1. ¹Department of Neuropharmacology, Faculty of Pharmaceutical Sciences, Fukuoka University, Fukuoka, Japan
2. ²Department of Molecular, Cell Pharmacology, National Research Institute for Child Health and Development, Tokyo, Japan
3. ³Department of Psychiatry, Fukuoka University School of Medicine, Fukuoka University, Fukuoka, Japan
4. ⁴Department of Pharmacology, Faculty of Pharmaceutical Sciences, Fukuoka University, Fukuoka, Japan
5. ⁵Department of Genomic Drug Discovery Science, Graduate School of Pharmaceutical Sciences, Kyoto University Faculty of Pharmaceutical Sciences, Kyoto University, Kyoto, Japan
6. ⁶Sanofi-Aventis, Bagneux, France

Correspondence: Dr M Fujiwara, Department of Neuropharmacology, Faculty of Pharmaceutical Sciences, Fukuoka University, 8-19-1, Nanakuma, Fukuoka 814-0180, Japan. Tel: 81 92 871 6631 (ext. 6600); Fax: 81 92 863 0389; E-mail: mfuji@fukuoka-u.ac.jp

Received 8 November 2004; Revised 12 April 2005; Accepted 22 April 2005; Published online 1 June 2005.

Abstract

In the present study, we investigated whether mice lacking the arginine vasopressin (AVP) V1b receptor (V1bR) exhibit deficits of prepulse inhibition (PPI) of the startle reflex, reminiscent of the sensorimotor gating deficits observed in a large majority of schizophrenic patients. V1bR knockout (KO) mice displayed significantly reduced levels of PPI of the startle reflex. In addition to PPI deficits, V1bR KO mice showed increased acoustic startle response. However, acoustic startle response was not significantly correlated to the PPI of the startle reflex in V1bR KO mice.
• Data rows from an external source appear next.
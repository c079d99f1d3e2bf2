//! The reasoning engine compiles each rule into a term whose first
//! element lists the rule's premise clauses, `((c1 c2 ...) rest...)`.
//! Before the rule goes to the matcher, the premises are replaced with
//! their stratification, so that the matcher evaluates them level by
//! level.
//!
//! Queries go the other way: the matcher receives them as a
//! pattern/template pair, with the engine's goal functor renamed to
//! the matcher's.
use crate::config::CompilerConfig;
use crate::error::{CompileError, ConfigError};
use crate::stratify::{stratify, Clause, Stratification};
use crate::term::{parse, Term};
use crate::wire::{encode_pair, WireEncoding};
use tracing::debug;

/// A compiled rule whose premises have been stratified.
#[derive(Clone, Debug, Eq, PartialEq)]
pub struct Restructured {
    pub rule: Term,
    /// Premise clauses missing from the stratification.
    pub dropped: Vec<Clause>,
}

#[derive(Clone, Debug, Default)]
pub struct Compiler {
    config: CompilerConfig,
}

impl Compiler {
    /// # Errors
    ///
    /// Returns `Err` if `config` is invalid.
    pub fn new(config: CompilerConfig) -> Result<Self, ConfigError> {
        config.validate()?;
        Ok(Self { config })
    }

    #[cfg(not(tarpaulin_include))]
    #[must_use]
    pub fn config(&self) -> &CompilerConfig {
        &self.config
    }

    #[must_use]
    pub fn stratify(&self, clauses: Vec<Term>) -> Stratification {
        stratify(clauses, &self.config)
    }

    /// Replaces the premise list at the head of `rule` with its
    /// stratification.
    ///
    /// # Errors
    ///
    /// Returns `Err` if `rule` is not a non-empty list whose first
    /// element is a list.
    pub fn restructure_rule(&self, rule: Term) -> Result<Restructured, CompileError> {
        let mut items = rule
            .into_list()
            .map_err(|atom| malformed(&atom, "rule is an atom"))?
            .into_iter();

        match items.next().map(Term::into_list) {
            Some(Ok(premises)) => {
                let premise_count = premises.len();
                let stratification = self.stratify(premises);
                debug!(
                    premises = premise_count,
                    levels = stratification.levels().len(),
                    dropped = stratification.dropped().len(),
                    "restructured rule"
                );

                let mut rebuilt = vec![stratification.to_term()];
                rebuilt.extend(items);
                let (_, dropped) = stratification.into_parts();

                Ok(Restructured {
                    rule: Term::List(rebuilt),
                    dropped,
                })
            }
            Some(Err(first)) => {
                let rule = Term::List(std::iter::once(first).chain(items).collect());
                Err(malformed(&rule, "first element is not a list of clauses"))
            }
            None => Err(malformed(&Term::list(Vec::new()), "rule is an empty list")),
        }
    }

    /// Parses `text` as a compiled rule, and prints the restructured
    /// rule.
    ///
    /// # Errors
    ///
    /// Returns `Err` on syntax errors, or if the rule is malformed.
    pub fn restructure_rule_str(&self, text: &str) -> Result<String, CompileError> {
        let restructured = self.restructure_rule(parse(text)?)?;
        Ok(restructured.rule.to_string())
    }

    /// Renames the goal functor of `query`, if configured, and encodes
    /// the result as a pattern/template pair.
    #[must_use]
    pub fn compile_query(&self, query: &Term) -> WireEncoding {
        match &self.config.query_functor {
            Some(rename) => encode_pair(&query.rename_atoms(&rename.from, &rename.to)),
            None => encode_pair(query),
        }
    }

    /// # Errors
    ///
    /// Returns `Err` when `text` is not a single well-formed term.
    pub fn compile_query_str(&self, text: &str) -> Result<WireEncoding, CompileError> {
        Ok(self.compile_query(&parse(text)?))
    }
}

fn malformed(rule: &Term, reason: &'static str) -> CompileError {
    CompileError::MalformedRule {
        rule: rule.to_string(),
        reason,
    }
}

#[test]
fn test_restructure_rule() {
    let compiler = Compiler::default();
    let printed = compiler
        .restructure_rule_str("(((R $a $b) (A $a) (B $b)) (: rule (R $a $b)) (STV 1.0 1.0))")
        .expect("ok");

    assert_eq!(
        printed,
        "((((A $a) (B $b)) ((R $a $b)) ()) (: rule (R $a $b)) (STV 1.0 1.0))"
    );
}

#[test]
fn test_restructure_reports_dropped() {
    let compiler = Compiler::default();
    let restructured = compiler
        .restructure_rule(parse("(((CPU mul ($x $y) $z) (A $x)) head)").expect("ok"))
        .expect("ok");

    assert_eq!(restructured.rule.to_string(), "((((A $x)) ()) head)");
    assert_eq!(restructured.dropped.len(), 1);
    assert_eq!(restructured.dropped[0].to_string(), "(CPU mul ($x $y) $z)");
}

#[test]
fn test_restructure_empty_premises() {
    let compiler = Compiler::default();

    assert_eq!(
        compiler.restructure_rule_str("(() head)").expect("ok"),
        "((()) head)"
    );
}

#[test]
fn test_restructure_malformed() {
    let compiler = Compiler::default();

    for text in &["atom", "()", "(head (A $a))"] {
        assert!(
            matches!(
                compiler.restructure_rule_str(text),
                Err(CompileError::MalformedRule { .. })
            ),
            "{}",
            text
        );
    }

    assert!(matches!(
        compiler.restructure_rule_str("((A $a)"),
        Err(CompileError::Syntax(_))
    ));
}

#[test]
fn test_malformed_rule_message() {
    let compiler = Compiler::default();
    let err = compiler
        .restructure_rule(parse("(head (A $a))").expect("ok"))
        .expect_err("malformed");

    assert_eq!(
        err.to_string(),
        "malformed compiled rule `(head (A $a))`: first element is not a list of clauses"
    );
}

#[test]
fn test_compile_query_renames_goal() {
    let compiler = Compiler::default();
    let encoding = compiler
        .compile_query_str("(goal (: $prf C $tv))")
        .expect("ok");

    assert_eq!(encoding.pattern, "[2] ev [4] : $ C $");
    assert_eq!(encoding.template, "[2] ev [4] : _1 C _2");
}

#[test]
fn test_compile_query_without_rename() {
    let config = CompilerConfig {
        query_functor: None,
        ..CompilerConfig::default()
    };
    let compiler = Compiler::new(config).expect("ok");
    let encoding = compiler.compile_query_str("(goal $x)").expect("ok");

    assert_eq!(encoding.pattern, "[2] goal $");
}

#[test]
fn test_new_rejects_invalid_config() {
    let config = CompilerConfig {
        computation_tag: String::new(),
        ..CompilerConfig::default()
    };

    assert!(Compiler::new(config).is_err());
}

#[test]
fn test_restructure_malformed_reasons() {
    let compiler = Compiler::default();
    let reason = |text: &str| match compiler.restructure_rule_str(text) {
        Err(CompileError::MalformedRule { reason, .. }) => reason,
        other => panic!("{:?}", other),
    };

    assert_eq!(reason("atom"), "rule is an atom");
    assert_eq!(reason("()"), "rule is an empty list");
    assert_eq!(reason("(head)"), "first element is not a list of clauses");
}
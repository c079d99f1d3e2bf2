//! Logic variables are atoms with a leading sigil.  They carry no
//! identity beyond their spelling.
//!
//! Variable sets are ordered (`BTreeSet`) rather than hashed, for
//! reproducibility: iterating over the same set always yields the
//! same sequence.
use super::{Step, Term};
use std::collections::BTreeSet;

pub const VARIABLE_SIGIL: char = '$';

/// Returns true iff `atom` is non-empty and starts with the variable
/// sigil.
#[inline]
#[must_use]
pub fn is_variable(atom: &str) -> bool {
    atom.starts_with(VARIABLE_SIGIL)
}

/// Returns the set of variable names anywhere in `term`.
#[must_use]
pub fn variables_of(term: &Term) -> BTreeSet<&str> {
    insert_variables(term, BTreeSet::new())
}

/// Returns the union of `variables_of` over all `terms`.
#[must_use]
pub fn variables_of_all(terms: &[Term]) -> BTreeSet<&str> {
    terms
        .iter()
        .fold(BTreeSet::new(), |acc, term| insert_variables(term, acc))
}

/// Inserts all variables in `term` into `dst`.
fn insert_variables<'a>(term: &'a Term, mut dst: BTreeSet<&'a str>) -> BTreeSet<&'a str> {
    dst.extend(term.walk().filter_map(|step| match step {
        Step::Atom { text, .. } if is_variable(text) => Some(text),
        _ => None,
    }));

    dst
}

#[test]
fn test_is_variable() {
    assert!(is_variable("$x"));
    assert!(is_variable("$"));
    assert!(!is_variable(""));
    assert!(!is_variable("x$"));
    assert!(!is_variable("_1"));
}

#[test]
fn test_variables_of_nested() {
    let term = super::parse("(R $a (S $b (T $a)) c $c)").expect("ok");
    let vars: Vec<&str> = variables_of(&term).into_iter().collect();

    assert_eq!(vars, vec!["$a", "$b", "$c"]);
}

#[test]
fn test_variables_of_ground() {
    assert!(variables_of(&super::parse("(Implication A B)").expect("ok")).is_empty());
    assert!(variables_of(&Term::list(vec![])).is_empty());
}

#[test]
fn test_variables_of_all() {
    let terms = super::parse_all("(A $a) (B $b) (R $a $x)").expect("ok");
    let vars: Vec<&str> = variables_of_all(&terms).into_iter().collect();

    assert_eq!(vars, vec!["$a", "$b", "$x"]);
}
V1bR KO mice also showed a decrease in basal levels of extracellular dopamine (DA) in the medial prefrontal cortex, which is thought to be an important brain region for PPI. Moreover, PPI deficits observed in the V1bR KO mice are significantly reversed by atypical antipsychotics such as risperidone and clozapine but not by a typical neuroleptic haloperidol, like in schizophrenic patients. By contrast, we did not observe any significant differences between V1bR KO mice and wild-type mice in the open-field, light/dark, elevated plus maze, and forced swimming tests. The results of the present study indicate that V1bR may be involved in the regulation of PPI of the startle reflex. The V1bR has been considered an important molecular target for the development of antipsychotic drugs.